Reply to this email directly, view it on GitHub, or mute the thread.

Answer 27 · 2016-09-14T08:28:19.000Z

Hi Ryan,

I can use the nproc>1 under system='MULTITHREADED', actually, i find there are two places we need to
revise if we want to realize that.
1) xcombine_sem
in the examples, we use the specfem2d-d745c542 ( as you said last time, this version has some bug when using xcombine_sem)), that is, no matter you use the (./xcombine_sem) or (mpirun -n 4 ./xcombine_sem),
there is one processor kernel generated, proc000000_vs_kernel.bin, so even though we use mpirun -n 4 ./xcombine_sem, it only generates the proc000000_vs_kernel.bin ( no proc000001_vs_kernel.bin, proc000002_vs_kernel.bin,proc000003_vs_kernel.bin). So i download the latest version of specfem2d, when using mpirun -n 4 ./xcombine_sem, i used the new version instead of the old version, after that, i can get four profile of kernel, then it can work

2) smooth
in the seisflows, you use the function

so if we want to use the nproc>1, i revise it like this:

ater there two revision, the code can run parallel for each task

"Hi Chao, MPI parallelization is working fine the 3D case so I'm not sure what's wrong in the 2D case. Perhaps check the xcombine_sem for bugs (SPECFEM2D has never been a funded project so unfortunately there are bugs ). Also, check the xcombine_sem is being invoked with the proper mpiexec wrapper by overloading system.mpiexec if necessary."

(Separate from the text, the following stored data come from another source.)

use nalgebra::{DMatrix, DVector};

use crate::{
    control_points::segment_indices,
    error::{InterpolationError, Result},
    method::{check_row, check_x_cp_partials, SplineEngine, SplineEvaluation},
    options::InterpOptions,
};

/// C2 cubic spline with not-a-knot end conditions (third derivative continuous across the
/// second and the second to last control point).
///
/// The spline is linear in the control point values, so the engine builds the basis matrix
/// `B` with `values = B * y_cp`; `B` is also the jacobian with respect to `y_cp`.
#[derive(Debug, Clone, Copy, Default, PartialEq)]
pub struct CubicEngine;

impl CubicEngine {
    pub const NAME: &'static str = "cubic";
    pub const OPTIONS: &'static [&'static str] = &[];
    pub const MIN_POINTS: usize = 4;

    pub fn from_options(options: &InterpOptions) -> Result<Self> {
        options.check_recognized(Self::NAME, Self::OPTIONS)?;
        Ok(CubicEngine)
    }

    /// `(n, m)` matrix mapping control point values to interpolated values.
    pub fn basis(&self, x_cp: &[f64], x_interp: &[f64]) -> Result<DMatrix<f64>> {
        check_row(Self::NAME, Self::MIN_POINTS, x_cp, x_cp, x_interp)?;

        let m = x_cp.len();
        let n = x_interp.len();
        let second_derivatives = self.second_derivative_map(x_cp)?;
        let indices = segment_indices(x_cp, x_interp);

        let mut basis = DMatrix::<f64>::zeros(n, m);
        for (q, (&x, &j)) in x_interp.iter().zip(indices.iter()).enumerate() {
            let h = x_cp[j + 1] - x_cp[j];
            let a = x_cp[j + 1] - x;
            let b = x - x_cp[j];
            let weight_left = a * a * a / (6.0 * h) - h * a / 6.0;
            let weight_right = b * b * b / (6.0 * h) - h * b / 6.0;

            for c in 0..m {
                basis[(q, c)] = weight_left * second_derivatives[(j, c)]
                    + weight_right * second_derivatives[(j + 1, c)];
            }
            basis[(q, j)] += a / h;
            basis[(q, j + 1)] += b / h;
        }
        Ok(basis)
    }

    /// `(m, m)` matrix mapping control point values to the spline's second derivatives at
    /// the control points.
    fn second_derivative_map(&self, x_cp: &[f64]) -> Result<DMatrix<f64>> {
        let m = x_cp.len();
        let h: Vec<f64> = x_cp.windows(2).map(|w| w[1] - w[0]).collect();

        let mut matrix = DMatrix::<f64>::zeros(m, m);
        let mut rhs = DMatrix::<f64>::zeros(m, m);

        // not-a-knot on the left
        matrix[(0, 0)] = h[1];
        matrix[(0, 1)] = -(h[0] + h[1]);
        matrix[(0, 2)] = h[0];

        for i in 1..m - 1 {
            matrix[(i, i - 1)] = h[i - 1];
            matrix[(i, i)] = 2.0 * (h[i - 1] + h[i]);
            matrix[(i, i + 1)] = h[i];

            rhs[(i, i - 1)] = 6.0 / h[i - 1];
            rhs[(i, i)] = -6.0 / h[i - 1] - 6.0 / h[i];
            rhs[(i, i + 1)] = 6.0 / h[i];
        }

        // not-a-knot on the right
        matrix[(m - 1, m - 3)] = h[m - 2];
        matrix[(m - 1, m - 2)] = -(h[m - 3] + h[m - 2]);
        matrix[(m - 1, m - 1)] = h[m - 3];

        match matrix.lu().solve(&rhs) {
            Some(solution) => Ok(solution),
            None => Err(InterpolationError::NumericalError(
                "cubic spline system is singular".to_string(),
            )),
        }
    }
}

impl SplineEngine for CubicEngine {
    fn name(&self) -> &'static str {
        Self::NAME
    }

    fn min_points(&self) -> usize {
        Self::MIN_POINTS
    }

    fn evaluate(&self, x_cp: &[f64], y_cp: &[f64], x_interp: &[f64], x_cp_partials: bool) -> Result<SplineEvaluation> {
        check_x_cp_partials(self, x_cp_partials)?;
        check_row(Self::NAME, Self::MIN_POINTS, x_cp, y_cp, x_interp)?;

        let basis = self.basis(x_cp, x_interp)?;
        let values = &basis * DVector::from_column_slice(y_cp);

        Ok(SplineEvaluation { values, d_y_cp: basis, d_x_cp: None })
    }
}

#[cfg(test)]
mod tests {
    use assert_approx_eq::assert_approx_eq;

    use super::*;

    fn cubic(x: f64) -> f64 {
        x.powi(3) - 2.0 * x + 1.0
    }

    #[test]
    fn reproduces_cubic_polynomial() {
        let x_cp = [0.0, 1.0, 2.5, 3.0, 4.5];
        let y_cp: Vec<f64> = x_cp.iter().map(|x| cubic(*x)).collect();
        let x = [-1.0, 0.0, 0.5, 2.0, 3.7, 4.5, 5.0];

        let evaluation = CubicEngine.evaluate(&x_cp, &y_cp, &x, false).unwrap();

        for (q, xq) in x.iter().enumerate() {
            assert_approx_eq!(cubic(*xq), evaluation.values[q], 1e-9);
        }
    }

    #[test]
    fn passes_through_control_points() {
        let x_cp = [1.0, 2.0, 4.0, 6.0, 10.0, 12.0];
        let y_cp = [5.0, 12.0, 14.0, 16.0, 21.0, 29.0];

        let evaluation = CubicEngine.evaluate(&x_cp, &y_cp, &x_cp, false).unwrap();
        for (expected, actual) in y_cp.iter().zip(evaluation.values.iter()) {
            assert_approx_eq!(*expected, *actual, 1e-12);
        }
    }

    #[test]
    fn basis_rows_sum_to_one() {
        let x_cp = [1.0, 2.0, 4.0, 6.0, 10.0, 12.0];
        let basis = CubicEngine.basis(&x_cp, &[0.0, 1.3, 5.5, 9.0, 12.0, 14.0]).unwrap();

        for row in basis.row_iter() {
            assert_approx_eq!(1.0, row.sum(), 1e-12);
        }
    }

    #[test]
    fn jacobian_is_basis() {
        let x_cp = [1.0, 2.0, 4.0, 6.0, 10.0, 12.0];
        let y_cp = [7.0, 13.0, 9.0, 6.0, 12.0, 14.0];
        let x = [1.5, 3.0, 11.0];

        let evaluation = CubicEngine.evaluate(&x_cp, &y_cp, &x, false).unwrap();
        assert_eq!(CubicEngine.basis(&x_cp, &x).unwrap(), evaluation.d_y_cp);
    }

    #[test]
    fn rejects_x_cp_partials() {
        let x_cp = [1.0, 2.0, 4.0, 6.0];
        let result = CubicEngine.evaluate(&x_cp, &[1.0, 2.0, 3.0, 4.0], &[1.5], true);
        assert_eq!(
            Err(InterpolationError::UnsupportedPartials { method: "cubic".to_string() }),
            result
        );
    }

    #[test]
    fn rejects_options() {
        let options = InterpOptions::new().set("delta_x", 0.1);
        assert_eq!(
            "cubic interpolator does not support ['delta_x'] options.",
            CubicEngine::from_options(&options).unwrap_err().to_string()
        );
    }

    #[test]
    fn too_few_points() {
        let result = CubicEngine.basis(&[0.0, 1.0, 2.0], &[0.5]);
        assert!(matches!(result, Err(InterpolationError::InsufficientPoints { required: 4, actual: 3, .. })));
    }

    #[test]
    fn rejects_unsorted_control_points() {
        let y_cp = [1.0, 2.0, 0.0, 3.0, 1.0];
        let result = CubicEngine.evaluate(&[1.0, 2.0, 2.0, 4.0, 5.0], &y_cp, &[3.0], false);
        assert_eq!(Err(InterpolationError::NonIncreasingX { index: 2 }), result);

        let result = CubicEngine.basis(&[5.0, 4.0, 3.0, 2.0, 1.0], &[3.0]);
        assert!(matches!(result, Err(InterpolationError::NonIncreasingX { index: 1 })));
    }
}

Answer 28 · 2016-09-14T08:37:27.000Z

However, after the smooth, i find that there is some thing strange
After (mpirun -n nproc ./xcombine_sem), i get the kernel like this

After (smooth), i get the kernel like this

It seems that the smooth has obvious distort between the interface of each processor mesh, so does this
means the smooth method is incorrect? can you give some suggestions

Answer 29 · 2016-09-14T15:50:12.000Z

Hi Chao,

Thank you for identifying these issues, which arise when the 2D kernel summation and smoothing routines are used with MPI models. I'm unable to address these issues now myself because my PhD defense is within a few weeks. If you wanted to look into it yourself, it would be a matter of debugging and fixing SPECFEM2D's xcombine_sem and xsmooth_sem utilities.

If you want to, feel free to open a new issue either here or in the SPECFEM2D issues page, something along the lines of "SPECFEM2D's xcombine_sem and xsmooth_sem not working for MPI models".

Thanks,
Ryan

Answer 30 · 2016-09-15T18:57:42.000Z

Hi Ryan,
Thank for your suggestion, if the xcombine_sem and xsmooth_sem can be solved well, i think we can use the MPI. BTW, in your GJI paper, i see that you run some 2D synthetic data, so you use the serial instead of
parallel for each task, right? Because i think you maybe also meet this problem if using ( mpirun -np nproc
xcombine_sem and xsmooth_sem)
Wish you have a good time for PhD defense

Answer 31 · 2016-09-16T17:26:16.000Z

As I was trying to explain on the September 1 post, I'm a little confused about your ultimate goals. If you're running on a cluster, 2D inversions are quite fast even with one core per solver instance--unless your 2D model is huge, there is no need to parallelize over model regions. On the other hand, if you're running on a desktop or laptop, the number of cores is the limiting factor so you'll likely see no speedup by parallelizing over model region.

To answer your question anyway though, I ran those 2D experiments on a cluster, so I used the slurm_sm option for "small" SLURM inversions.

Answer 32 · 2016-09-17T03:11:28.000Z

Hi Ryan
ok, let me specify it, i am running on a desktop ( which has 16 processor), i used the system='multithreaded' in parameter.py, under this case because of the nproc=1, it will evoke serial solver(./xmeshfem2d and ./xspecfem2d), i find it's very slow in running especially when the frequency of source is too high.

so i think can we set the nproc>1, then it will evoke parallel solver (mpirun -n nproc ./xmeshfem2d and mpirun -n nproc ./xspecfem2d) for each task, so it will run faster when running. Does this make sense?

Answer 33 · 2016-09-17T13:37:52.000Z

If you're doing an inversion with only 16 cores, using more cores per solver instance doesn't get you much because it limits the number of shots you can run simultaneously. That's all I was trying to say.